Pour trouver le centre de la France, le noyau autour duquel tout devait s’agréger, il ne faut pas prendre le point central dans l’espace ; ce serait vers Bourges, vers le Bourbonnais, berceau de la dynastie ; il ne faut pas chercher la principale séparation des eaux, ce seraient les plateaux de Dijon ou de Langres, entre les sources de la Saône, de la Seine et de la Meuse ; pas même le point de séparation des races, ce serait sur la Loire, entre la Bretagne, l’Auvergne et la Touraine. Non, le centre s’est trouvé marqué par des circonstances plus politiques que naturelles, plus humaines que matérielles. C’est un centre excentrique, qui dérive et appuie au Nord, principal théâtre de l’activité nationale, dans le voisinage de l’Angleterre, de la Flandre et de l’Allemagne. Protégé, et non pas isolé, par les fleuves qui l’entourent, il se caractérise selon la vérité par le nom d’Île-de-France.

On dirait, à voir les grands fleuves de notre pays, les grandes lignes de terrains qui les encadrent, que la France coule avec eux à l’Océan. Au Nord, les pentes sont peu rapides, les fleuves sont dociles. Ils n’ont point empêché la libre action de la politique de grouper les provinces autour du centre qui les attirait. La Seine est en tout sens le premier de nos fleuves, le plus civilisable, le plus perfectible. Elle n’a ni la capricieuse et perfide mollesse de la Loire, ni la brusquerie de la Garonne, ni la terrible impétuosité du Rhône, qui tombe comme un taureau échappé des Alpes, perce un lac de dix-huit lieues, et vole à la mer, en mordant ses rivages. La Seine reçoit de bonne heure l’empreinte de la civilisation. Dès Troyes, elle se laisse couper, diviser à plaisir, allant chercher les manufactures et leur prêtant ses eaux. Lors même que la Champagne lui a versé la Marne, et la Picardie l’Oise, elle n’a pas besoin de fortes digues, elle se laisse serrer dans nos quais, sans s’en irriter davantage. Entre les manufactures de Troyes, et celles de Rouen, elle abreuve Paris. De Paris au Havre, ce n’est plus qu’une ville. Il faut la voir entre Pont-de-l’Arche et Rouen, la belle rivière, comme elle s’égare dans ses îles innombrables, encadrées au soleil couchant dans des flots d’or, tandis que, tout du long, les pommiers mirent leurs fruits, jaunes et rouges sous des masses blanchâtres. Je ne puis comparer à ce spectacle que celui du lac de Genève. Le lac a de plus, il est vrai, les vignes de Vaud, Meillerie et les Alpes. Mais le lac ne marche point ; c’est l’immobilité, ou du moins l’agitation sans progrès visible. La Seine marche, et porte la pensée de la France, de Paris vers la Normandie, vers l’Océan, l’Angleterre, la lointaine Amérique.
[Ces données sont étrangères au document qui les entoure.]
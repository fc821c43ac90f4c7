//! ISO QA tracker front-end driven by `~/.isotracker.conf`:
//!
//! ```text
//! [general]
//! url = https://iso.qa.ubuntu.com/xmlrpc.php
//! username = tester
//! password = secret
//! default_milestone = Noble Daily
//!
//! [localized]
//! url = https://localized-iso.qa.ubuntu.com/xmlrpc.php
//! password = other
//! ```
//!
//! A named target overrides `url`, `username`, `password` and
//! `default_milestone` from `[general]`. Missing credentials are looked up in
//! `~/.netrc` for the tracker host.

use std::path::{Path, PathBuf};

use anyhow::{Context, Result, anyhow, bail};
use tracing::{info, warn};
use url::Url;

use crate::credentials::{CredentialsProvider, NetrcProvider, home_dir};
use crate::ini::Ini;
use crate::qatracker::{Build, Milestone, Product, QaTracker, RpcTransport, StatusFilter};

const GENERAL: &str = "general";

/// Build statuses listed when the caller does not pick any.
pub const DEFAULT_BUILD_STATUSES: [&str; 3] = ["Active", "Re-building", "Ready"];

pub fn default_config_path() -> Result<PathBuf> {
  Ok(home_dir()?.join(".isotracker.conf"))
}

pub fn default_note_path() -> Result<PathBuf> {
  Ok(home_dir()?.join(".isotracker.note"))
}

/// Settings for one target after applying overrides.
#[derive(Debug, Clone, PartialEq, Eq)]
pub struct TrackerSettings {
  pub target: Option<String>,
  pub url: String,
  pub username: Option<String>,
  pub password: Option<String>,
  pub default_milestone: Option<String>,
}

impl TrackerSettings {
  pub fn from_ini(ini: &Ini, target: Option<&str>) -> Result<Self> {
    let mut url = ini.get(GENERAL, "url").map(str::to_string);
    let mut username = ini.get(GENERAL, "username").map(str::to_string);
    let mut password = ini.get(GENERAL, "password").map(str::to_string);
    let mut default_milestone = ini.get(GENERAL, "default_milestone").map(str::to_string);

    if let Some(target) = target {
      match ini.section(target) {
        Some(section) => {
          let pick = |current: &mut Option<String>, key: &str| {
            if let Some(value) = section.get(key) {
              *current = Some(value.to_string());
            }
          };
          pick(&mut url, "url");
          pick(&mut username, "username");
          pick(&mut password, "password");
          // An empty target milestone falls back to [general].
          if let Some(milestone) = section.get("default_milestone").filter(|m| !m.is_empty()) {
            default_milestone = Some(milestone.to_string());
          }
        }
        None => warn!("Couldn't find a '{target}' target, using the default."),
      }
    }

    let url = url.ok_or_else(|| anyhow!("No tracker url configured in the [{GENERAL}] section"))?;
    Ok(Self {
      target: target.map(str::to_string),
      url,
      username: username.filter(|u| !u.is_empty()),
      password: password.filter(|p| !p.is_empty()),
      default_milestone: default_milestone.filter(|m| !m.is_empty()),
    })
  }

  /// Read the configuration file.
  pub fn load(path: &Path, target: Option<&str>) -> Result<Self> {
    if !path.exists() {
      bail!("Missing configuration file at: {}", path.display());
    }
    let ini = Ini::load(path)?;
    Self::from_ini(&ini, target)
  }

  /// Fill a missing username or password from netrc.
  pub fn with_netrc(mut self, netrc: &dyn CredentialsProvider) -> Result<Self> {
    if self.username.is_some() && self.password.is_some() {
      return Ok(self);
    }
    let host = Url::parse(&self.url)
      .with_context(|| format!("Invalid tracker url {}", self.url))?
      .host_str()
      .map(str::to_string);
    if let Some(host) = host
      && let Some(credential) = netrc.get_credentials(&host)?
    {
      info!("Using netrc credentials for {host}");
      self.username.get_or_insert(credential.username);
      self.password.get_or_insert(credential.password);
    }
    Ok(self)
  }
}

pub struct IsoTracker {
  settings: TrackerSettings,
  tracker: QaTracker,
  products: Vec<Product>,
  milestones: Vec<Milestone>,
  note_path: Option<PathBuf>,
}

impl IsoTracker {
  /// Connect using `~/.isotracker.conf`, optionally for a named target.
  pub async fn connect(target: Option<&str>, timeout_secs: u64) -> Result<Self> {
    let settings = TrackerSettings::load(&default_config_path()?, target)?.with_netrc(&NetrcProvider::new())?;
    let tracker = QaTracker::connect(
      &settings.url,
      settings.username.as_deref(),
      settings.password.as_deref(),
      timeout_secs,
    )
    .await
    .with_context(|| format!("Failed to connect to the QA tracker at {}", settings.url))?;

    let mut iso = Self::with_tracker(settings, tracker).await?;
    iso.note_path = default_note_path().ok();
    Ok(iso)
  }

  /// Wrap an established session over a custom transport.
  pub async fn with_transport(settings: TrackerSettings, transport: Box<dyn RpcTransport>) -> Result<Self> {
    let tracker = QaTracker::with_transport(transport).await?;
    Self::with_tracker(settings, tracker).await
  }

  async fn with_tracker(settings: TrackerSettings, tracker: QaTracker) -> Result<Self> {
    let products = tracker.get_products(None).await.context("Failed to list products")?;
    let milestones = tracker.get_milestones(None).await.context("Failed to list milestones")?;
    Ok(Self {
      settings,
      tracker,
      products,
      milestones,
      note_path: None,
    })
  }

  /// File whose contents become the build note when none is given.
  pub fn set_note_path(&mut self, path: Option<PathBuf>) {
    self.note_path = path;
  }

  pub fn settings(&self) -> &TrackerSettings {
    &self.settings
  }

  pub fn tracker(&self) -> &QaTracker {
    &self.tracker
  }

  pub fn products(&self) -> &[Product] {
    &self.products
  }

  pub fn milestones(&self) -> &[Milestone] {
    &self.milestones
  }

  pub fn default_milestone(&self) -> Result<&Milestone> {
    let name = self
      .settings
      .default_milestone
      .as_deref()
      .ok_or_else(|| anyhow!("No default milestone selected"))?;
    self.get_milestone_by_name(name)
  }

  pub fn get_product_by_name(&self, name: &str) -> Result<&Product> {
    self
      .products
      .iter()
      .find(|p| p.title.to_lowercase() == name.to_lowercase())
      .ok_or_else(|| anyhow!("Product '{name}' not found"))
  }

  pub fn get_milestone_by_name(&self, name: &str) -> Result<&Milestone> {
    self
      .milestones
      .iter()
      .find(|m| m.title.to_lowercase() == name.to_lowercase())
      .ok_or_else(|| anyhow!("Milestone '{name}' not found"))
  }

  fn milestone(&self, name: Option<&str>) -> Result<&Milestone> {
    match name {
      Some(name) => self.get_milestone_by_name(name),
      None => self.default_milestone(),
    }
  }

  /// Builds on a milestone (default: the configured one) with the given
  /// statuses (default: [`DEFAULT_BUILD_STATUSES`]).
  pub async fn get_builds(&self, milestone: Option<&str>, statuses: &[&str]) -> Result<Vec<Build>> {
    let milestone = self.milestone(milestone)?;
    let statuses = if statuses.is_empty() { &DEFAULT_BUILD_STATUSES[..] } else { statuses };
    let filter: Vec<StatusFilter<'_>> = statuses.iter().map(|&s| StatusFilter::Name(s)).collect();
    Ok(self.tracker.milestone_builds(milestone, Some(&filter)).await?)
  }

  /// Post a new build. An empty note is replaced by the note file, if any.
  pub async fn post_build(
    &self,
    product: &str,
    version: &str,
    milestone: Option<&str>,
    note: &str,
    notify: bool,
  ) -> Result<Option<Build>> {
    let product = self.get_product_by_name(product)?;

    let mut note = note.to_string();
    if note.is_empty()
      && let Some(path) = &self.note_path
      && path.exists()
    {
      note = std::fs::read_to_string(path).with_context(|| format!("Failed to read {}", path.display()))?;
    }

    let milestone = self.milestone(milestone)?;
    Ok(self.tracker.add_build(milestone, product, version, &note, notify).await?)
  }
}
Paris a pour première ceinture, Rouen, Amiens, Orléans, Châlons, Reims, qu’il emporte dans son mouvement. À quoi se rattache une ceinture extérieure, Nantes, Bordeaux, Clermont et Toulouse, Lyon, Besançon, Metz et Strasbourg. Paris se reproduit en Lyon pour atteindre par le Rhône l’excentrique Marseille. Le tourbillon de la vie nationale a toute sa densité au Nord ; au Midi les cercles qu’il décrit se relâchent et s’élargissent.

Le vrai centre s’est marqué de bonne heure ; nous le trouvons désigné au siècle de saint Louis, dans les deux ouvrages qui ont commencé notre jurisprudence : Établissements de France et d’Orléans ; — Coutumes de France et de Vermandois[1]. C’est entre l’Orléanais et le Vermandois, entre le coude de la Loire et les sources de l’Oise, entre Orléans et Saint-Quentin, que la France a trouvé enfin son centre, son assiette, et son point de repos. Elle l’avait cherché en vain, et dans les pays druidiques de Chartres et d’Autun, et dans les chefs-lieux des clans galliques, Bourges, Clermont(Agendicum, urbs Arvernorum). Elle l’avait cherché dans les capitales de l’église Mérovingienne et Carlovingienne, Tours et Reims[2].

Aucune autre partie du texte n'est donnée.